Except for the reporting screw-up about virus vs. bacteria, this is all just quibbling. The reporters got it wrong as usual, but that doesn't mean that the researchers got it wrong.
Zoonotic diseases (ones that spills over from one animal population to another) always have fantastically complex life cycles. In epidemics of zoonotic diseases it's common for epizootic transmission (transmission between species) to be overtaken by enzootic transmission (transmission *within* a species). For example influenza is a bird pathogen that can cross over into mammalian species like swine and humans. If flu epidemics didn't shift gears from epizootic transmission (bird to human) to enzootic (human to human), they wouldn't be as big a deal. Just stay away from chickens.
So the idea that the black plague was primarily spread among humans enzootically is hardy groundbreaking epidemiology. It certainly doesn't mean that it's not dangerous to live in a place infested with plague-ridden rats.
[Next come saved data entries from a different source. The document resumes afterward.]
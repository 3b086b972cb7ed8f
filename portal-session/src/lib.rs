//
// Copyright 2026 The Portal Project Authors.
//
// Licensed under the Apache License, Version 2.0 (the "License");
// you may not use this file except in compliance with the License.
// You may obtain a copy of the License at
//
//      http://www.apache.org/licenses/LICENSE-2.0
//
// Unless required by applicable law or agreed to in writing, software
// distributed under the License is distributed on an "AS IS" BASIS,
// WITHOUT WARRANTIES OR CONDITIONS OF ANY KIND, either express or implied.
// See the License for the specific language governing permissions and
// limitations under the License.
//

//! Session lifecycle, control-frame parsing, transcoding and chat bus for
//! the portal proxy.

mod chatbus;
mod config;
mod control;
mod error;
mod framer;
mod manager;
mod session;
mod types;

pub use chatbus::{chat_cleanup, ChatBus};
pub use config::ProxyConfig;
pub use control::{ChatRequest, ControlFrame, MsdpRequest, MsdpValue};
pub use error::{Result, SessionError};
pub use framer::Framer;
pub use manager::{Accepted, SessionManager};
pub use session::Session;
pub use types::{ChatEntry, SessionId, SessionIdAllocator, SessionState};
//
// Copyright 2026 The Portal Project Authors.
//
// Licensed under the Apache License, Version 2.0 (the "License");
// you may not use this file except in compliance with the License.
// You may obtain a copy of the License at
//
//      http://www.apache.org/licenses/LICENSE-2.0
//
// Unless required by applicable law or agreed to in writing, software
// distributed under the License is distributed on an "AS IS" BASIS,
// WITHOUT WARRANTIES OR CONDITIONS OF ANY KIND, either express or implied.
// See the License for the specific language governing permissions and
// limitations under the License.
//

//! Session Manager (§4.9): the live session set, the `accepting` flag, and
//! graceful shutdown — generalized from the teacher's `ConnectionManager`
//! (`DashMap`-keyed, spawn-a-worker-per-connection, remove-on-completion).

use crate::chatbus::ChatBus;
use crate::config::ProxyConfig;
use crate::session::Session;
use crate::types::{SessionId, SessionIdAllocator};
use dashmap::DashMap;
use std::sync::atomic::{AtomicBool, Ordering};
use std::sync::Arc;
use tokio::sync::mpsc;

struct SessionHandle {
    client_tx: mpsc::UnboundedSender<String>,
}

/// The channels a gateway needs to bridge a transport connection to a
/// freshly accepted session.
pub struct Accepted {
    /// The session's id, for logging.
    pub id: SessionId,
    /// Feed text frames received from the browser into this.
    pub inbound_tx: mpsc::UnboundedSender<String>,
    /// Drain text frames destined for the browser from this.
    pub outbound_rx: mpsc::UnboundedReceiver<String>,
}

/// Owns the live session set and the `accepting` flag shared across
/// accepted connections.
pub struct SessionManager {
    sessions: DashMap<SessionId, SessionHandle>,
    accepting: AtomicBool,
    allocator: SessionIdAllocator,
    chat_bus: Arc<ChatBus>,
    config: Arc<ProxyConfig>,
}

impl SessionManager {
    /// Build a manager, loading the persisted chat log named in `config`.
    pub fn new(config: ProxyConfig) -> Arc<Self> {
        let chat_bus = Arc::new(ChatBus::load(config.chat_log_path.clone()));
        Arc::new(Self {
            sessions: DashMap::new(),
            accepting: AtomicBool::new(true),
            allocator: SessionIdAllocator::new(),
            chat_bus,
            config: Arc::new(config),
        })
    }

    /// Whether new connections are currently accepted.
    pub fn accepting(&self) -> bool {
        self.accepting.load(Ordering::SeqCst)
    }

    /// Number of live sessions.
    pub fn session_count(&self) -> usize {
        self.sessions.len()
    }

    /// Accept a new connection from `remote_addr`. Returns `None` if the
    /// manager is shutting down — the caller should close the connection
    /// immediately without installing any handlers.
    pub fn accept(self: &Arc<Self>, remote_addr: impl Into<String>) -> Option<Accepted> {
        if !self.accepting() {
            return None;
        }

        let id = self.allocator.next();
        let (outbound_tx, outbound_rx) = mpsc::unbounded_channel();
        let (inbound_tx, inbound_rx) = mpsc::unbounded_channel();

        let session = Session::new(id, remote_addr.into(), self.config.clone(), self.chat_bus.clone(), outbound_tx.clone());
        self.sessions.insert(id, SessionHandle { client_tx: outbound_tx });

        let manager = self.clone();
        tokio::spawn(async move {
            session.run(inbound_rx).await;
            manager.sessions.remove(&id);
        });

        Some(Accepted { id, inbound_tx, outbound_rx })
    }

    /// Shut down gracefully: stop accepting, broadcast a "going down"
    /// message to every live session, and return the exit code (§4.9).
    pub fn shutdown(&self, core_dump_requested: bool) -> i32 {
        self.accepting.store(false, Ordering::SeqCst);
        for entry in self.sessions.iter() {
            let _ = entry.value().client_tx.send("server is going down".to_string());
        }
        if core_dump_requested { 3 } else { 0 }
    }
}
But the shift to enzootic transmission is something that's a bit different from the mosquito or tick borne diseases or occasional, isolated epizootic plague infections we're largely familiar with today.
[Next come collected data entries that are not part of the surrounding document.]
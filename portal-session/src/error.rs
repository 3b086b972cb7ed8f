//
// Copyright 2026 The Portal Project Authors.
//
// Licensed under the Apache License, Version 2.0 (the "License");
// you may not use this file except in compliance with the License.
// You may obtain a copy of the License at
//
//      http://www.apache.org/licenses/LICENSE-2.0
//
// Unless required by applicable law or agreed to in writing, software
// distributed under the License is distributed on an "AS IS" BASIS,
// WITHOUT WARRANTIES OR CONDITIONS OF ANY KIND, either express or implied.
// See the License for the specific language governing permissions and
// limitations under the License.
//

//! Error types for session lifecycle and supporting components.

use crate::types::SessionId;
use thiserror::Error;

/// Result type for session operations.
pub type Result<T> = std::result::Result<T, SessionError>;

/// Errors raised while driving a session or the session manager.
#[derive(Debug, Error)]
pub enum SessionError {
    /// I/O error on the upstream or client socket.
    #[error("I/O error: {0}")]
    Io(#[from] std::io::Error),

    /// Telnet option negotiation error.
    #[error("protocol error: {0}")]
    Protocol(#[from] portal_telnetcodec::CodecError),

    /// MCCP2 inflater/deflator error.
    #[error("compression error: {0}")]
    Compress(#[from] portal_compress::CompressError),

    /// The upstream stream ended or errored in a way the session cannot
    /// recover from; a diagnostic has already been queued for the client.
    #[error("upstream connection lost")]
    UpstreamLost,

    /// Session was asked to act before `connect` without an upstream.
    #[error("no upstream connection for session {0}")]
    NoUpstream(SessionId),

    /// `connect` named a host outside the configured allowlist.
    #[error("host not allowed: {0}")]
    HostNotAllowed(String),

    /// Session lookup by id failed.
    #[error("session {0} not found")]
    NotFound(SessionId),

    /// Manager is no longer accepting new sessions (shutting down).
    #[error("session manager is shutting down")]
    NotAccepting,
}

impl SessionError {
    /// True for errors that should produce a client diagnostic and a
    /// scheduled teardown rather than an immediate hard failure.
    pub fn is_recoverable(&self) -> bool {
        matches!(
            self,
            SessionError::Io(_) | SessionError::UpstreamLost | SessionError::HostNotAllowed(_)
        )
    }

    /// True for errors that originate in the telnet/compression layers
    /// rather than session bookkeeping.
    pub fn is_protocol_error(&self) -> bool {
        matches!(self, SessionError::Protocol(_) | SessionError::Compress(_))
    }
}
It's a neat finding, in that it wasn't necessarily expected, but it makes sense in retrospect. In something like West Nile Virus, the natural focus of the pathogen is migratory bird populations that fly thousands of miles. But while a rat can hop on a ship and travel thousands of miles, the vast majority of rats spend their entire lives in a radius of a few hundred feet. Humans are much more mobile than rats; even if a few rats hitch a ride on a ship, they never go anywhere far *without* humans.
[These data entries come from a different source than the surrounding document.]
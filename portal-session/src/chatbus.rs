//
// Copyright 2026 The Portal Project Authors.
//
// Licensed under the Apache License, Version 2.0 (the "License");
// you may not use this file except in compliance with the License.
// You may obtain a copy of the License at
//
//      http://www.apache.org/licenses/LICENSE-2.0
//
// Unless required by applicable law or agreed to in writing, software
// distributed under the License is distributed on an "AS IS" BASIS,
// WITHOUT WARRANTIES OR CONDITIONS OF ANY KIND, either express or implied.
// See the License for the specific language governing permissions and
// limitations under the License.
//

//! Chat Bus (§4.8): a shared, disk-persisted chat log broadcast to every
//! session that has joined it.
//!
//! Membership and broadcast reuse the teacher's `DashMap`-keyed fan-out
//! shape (see `ConnectionManager` in the termionix service crate), swapping
//! its TCP write fan-out for per-session `mpsc` channels.

use crate::control::ChatRequest;
use crate::types::{ChatEntry, SessionId};
use dashmap::DashMap;
use std::collections::VecDeque;
use std::path::{Path, PathBuf};
use std::sync::RwLock;
use tokio::sync::mpsc::UnboundedSender;

/// Displayed history is capped to the most recent 300 entries.
const MAX_HISTORY: usize = 300;

struct ChatMember {
    sender: UnboundedSender<String>,
    name: Option<String>,
    /// The session's upstream host, if connected; `None` for a chat-only
    /// (not yet connected, or never connecting) session.
    host: Option<String>,
}

/// The shared chat bus.
pub struct ChatBus {
    log_path: PathBuf,
    history: RwLock<VecDeque<ChatEntry>>,
    members: DashMap<SessionId, ChatMember>,
}

impl ChatBus {
    /// Load the persisted log (tolerant of a missing file, malformed JSON,
    /// or non-array content — all yield an empty log) and start fresh.
    pub fn load(log_path: impl Into<PathBuf>) -> Self {
        let log_path = log_path.into();
        let history = load_history(&log_path);
        Self { log_path, history: RwLock::new(history), members: DashMap::new() }
    }

    /// `join(session)`: register a session's outbound channel and display
    /// identity on the bus.
    pub fn join(
        &self,
        id: SessionId,
        sender: UnboundedSender<String>,
        name: Option<String>,
        host: Option<String>,
    ) {
        self.members.insert(id, ChatMember { sender, name, host });
    }

    /// Remove a session from the bus (on teardown, or on explicit part).
    pub fn leave(&self, id: SessionId) {
        self.members.remove(&id);
    }

    /// Update a member's displayed identity, e.g. after a `name`/`connect`
    /// control frame.
    pub fn set_identity(&self, id: SessionId, name: Option<String>, host: Option<String>) {
        if let Some(mut member) = self.members.get_mut(&id) {
            if name.is_some() {
                member.name = name;
            }
            if host.is_some() {
                member.host = host;
            }
        }
    }

    /// `post(session, {channel, name, msg})`: clean, append, broadcast,
    /// persist.
    pub fn post(&self, req: &ChatRequest) {
        let mut payload = serde_json::Map::new();
        if let Some(channel) = &req.channel {
            payload.insert("channel".to_string(), serde_json::Value::String(channel.clone()));
        }
        if let Some(name) = &req.name {
            payload.insert("name".to_string(), serde_json::Value::String(name.clone()));
        }
        let cleaned = req.msg.as_deref().map(chat_cleanup).unwrap_or_default();
        payload.insert("msg".to_string(), serde_json::Value::String(cleaned));

        let entry = ChatEntry::new(serde_json::Value::Object(payload));
        let frame = format!(
            "portal.chat {}",
            serde_json::to_string(&entry).unwrap_or_default()
        );

        {
            let mut history = self.history.write().expect("chat history lock poisoned");
            history.push_back(entry);
            while history.len() > MAX_HISTORY {
                history.pop_front();
            }
            persist(&self.log_path, &history);
        }

        self.broadcast(&frame);
    }

    /// `op(session)`: send the sender the last 300 entries plus a synthetic
    /// user-listing entry. Never touches disk.
    pub fn op(&self, id: SessionId) {
        let mut entries: Vec<ChatEntry> = {
            let history = self.history.read().expect("chat history lock poisoned");
            history.iter().cloned().collect()
        };
        entries.push(ChatEntry::new(serde_json::json!({
            "channel": "status",
            "name": "online:",
            "msg": self.user_listing().join(", "),
        })));

        let frame = format!(
            "portal.chatlog {}",
            serde_json::to_string(&entries).unwrap_or_default()
        );
        if let Some(member) = self.members.get(&id) {
            let _ = member.sender.send(frame);
        }
    }

    /// `update()`: refresh every member's view of the bus, e.g. after
    /// membership changes.
    pub fn update(&self) {
        let ids: Vec<SessionId> = self.members.iter().map(|entry| *entry.key()).collect();
        for id in ids {
            self.op(id);
        }
    }

    fn broadcast(&self, frame: &str) {
        for entry in self.members.iter() {
            let _ = entry.value().sender.send(frame.to_string());
        }
    }

    fn user_listing(&self) -> Vec<String> {
        let mut seen = std::collections::HashSet::new();
        let mut out = Vec::new();
        for entry in self.members.iter() {
            let member = entry.value();
            if member.name.is_none() && member.host.is_none() {
                continue;
            }
            let label = match &member.host {
                Some(host) => format!("{}@{}", member.name.as_deref().unwrap_or("Guest"), host),
                None => format!("{}@chat", member.name.as_deref().unwrap_or("Guest")),
            };
            if seen.insert(label.clone()) {
                out.push(label);
            }
        }
        out
    }
}

fn load_history(path: &Path) -> VecDeque<ChatEntry> {
    let contents = match std::fs::read_to_string(path) {
        Ok(contents) => contents,
        Err(_) => return VecDeque::new(),
    };
    serde_json::from_str::<Vec<ChatEntry>>(&contents)
        .map(VecDeque::from)
        .unwrap_or_default()
}

fn persist(path: &Path, history: &VecDeque<ChatEntry>) {
    let entries: Vec<&ChatEntry> = history.iter().collect();
    match serde_json::to_vec(&entries) {
        Ok(bytes) => {
            if let Err(err) = std::fs::write(path, bytes) {
                tracing::warn!(error = %err, path = %path.display(), "failed to persist chat log");
            }
        }
        Err(err) => tracing::warn!(error = %err, "failed to serialize chat log"),
    }
}

/// `chatCleanup`: escape `<`/`>` to `&lt;`/`&gt;`, except when the character
/// is preceded by ESC (0x1B), in which case the ESC is dropped and the raw
/// bracket is kept.
pub fn chat_cleanup(msg: &str) -> String {
    const ESC: char = '\u{1B}';
    let chars: Vec<char> = msg.chars().collect();
    let mut out = String::with_capacity(msg.len());
    let mut i = 0;
    while i < chars.len() {
        let c = chars[i];
        if c == ESC && i + 1 < chars.len() && (chars[i + 1] == '<' || chars[i + 1] == '>') {
            out.push(chars[i + 1]);
            i += 2;
            continue;
        }
        match c {
            '<' => out.push_str("&lt;"),
            '>' => out.push_str("&gt;"),
            _ => out.push(c),
        }
        i += 1;
    }
    out
}

#[cfg(test)]
mod tests {
    use super::*;
    use tempfile::NamedTempFile;
    use tokio::sync::mpsc::unbounded_channel;

    #[test]
    fn cleanup_escapes_bare_brackets() {
        assert_eq!(chat_cleanup("a < b > c"), "a &lt; b &gt; c");
    }

    #[test]
    fn cleanup_unescapes_esc_prefixed_brackets() {
        assert_eq!(chat_cleanup("\u{1B}<b\u{1B}>"), "<b>");
    }

    #[test]
    fn cleanup_mixes_escaped_and_raw_brackets() {
        assert_eq!(chat_cleanup("<\u{1B}<>\u{1B}>"), "&lt;<&gt;>");
    }

    #[test]
    fn missing_log_file_yields_empty_history() {
        let bus = ChatBus::load("/nonexistent/path/chatlog.json");
        assert!(bus.history.read().unwrap().is_empty());
    }

    #[test]
    fn corrupt_log_file_yields_empty_history() {
        let file = NamedTempFile::new().unwrap();
        std::fs::write(file.path(), "not json").unwrap();
        let bus = ChatBus::load(file.path());
        assert!(bus.history.read().unwrap().is_empty());
    }

    #[test]
    fn non_array_log_file_yields_empty_history() {
        let file = NamedTempFile::new().unwrap();
        std::fs::write(file.path(), "{}").unwrap();
        let bus = ChatBus::load(file.path());
        assert!(bus.history.read().unwrap().is_empty());
    }

    #[tokio::test]
    async fn post_broadcasts_to_every_member_including_sender() {
        let file = NamedTempFile::new().unwrap();
        let bus = ChatBus::load(file.path());
        let (tx_a, mut rx_a) = unbounded_channel();
        let (tx_b, mut rx_b) = unbounded_channel();
        bus.join(SessionId::new(1), tx_a, Some("Alice".into()), Some("mud.example".into()));
        bus.join(SessionId::new(2), tx_b, None, None);

        bus.post(&ChatRequest { channel: Some("ooc".into()), msg: Some("hi".into()), name: Some("Alice".into()) });

        let frame_a = rx_a.recv().await.unwrap();
        let frame_b = rx_b.recv().await.unwrap();
        assert!(frame_a.starts_with("portal.chat "));
        assert_eq!(frame_a, frame_b);
    }

    #[tokio::test]
    async fn op_lists_unique_users_and_skips_anonymous_chat_only_sessions() {
        let file = NamedTempFile::new().unwrap();
        let bus = ChatBus::load(file.path());
        let (tx_a, mut rx_a) = unbounded_channel();
        let (tx_b, _rx_b) = unbounded_channel();
        let (tx_c, _rx_c) = unbounded_channel();
        bus.join(SessionId::new(1), tx_a, Some("Alice".into()), Some("mud.example".into()));
        bus.join(SessionId::new(2), tx_b, None, Some("mud.example".into()));
        bus.join(SessionId::new(3), tx_c, None, None);

        bus.op(SessionId::new(1));
        let frame = rx_a.recv().await.unwrap();
        assert!(frame.contains("Alice@mud.example"));
        assert!(frame.contains("Guest@mud.example"));
        assert!(frame.starts_with("portal.chatlog "));
    }

    #[test]
    fn post_persists_the_log_to_disk() {
        let file = NamedTempFile::new().unwrap();
        let bus = ChatBus::load(file.path());
        bus.post(&ChatRequest { channel: None, msg: Some("hi".into()), name: None });
        let contents = std::fs::read_to_string(file.path()).unwrap();
        let parsed: Vec<ChatEntry> = serde_json::from_str(&contents).unwrap();
        assert_eq!(parsed.len(), 1);
    }
}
What's simplistic is the assumption there has to be only *one* factor involved in a zoonotic epidemic. Without epizootic transmission the plague would not have happened in the first place. That's not news. Without human-to-human enzootic transmission it would not have spread so widely or kill such a high percentage of the population. That is news (I guess -- I didn't work with people doing plauge so I have no direct knowledge of what people in that field thought). Of course before it becomes established science it's going to have to stand up to criticism for a few years.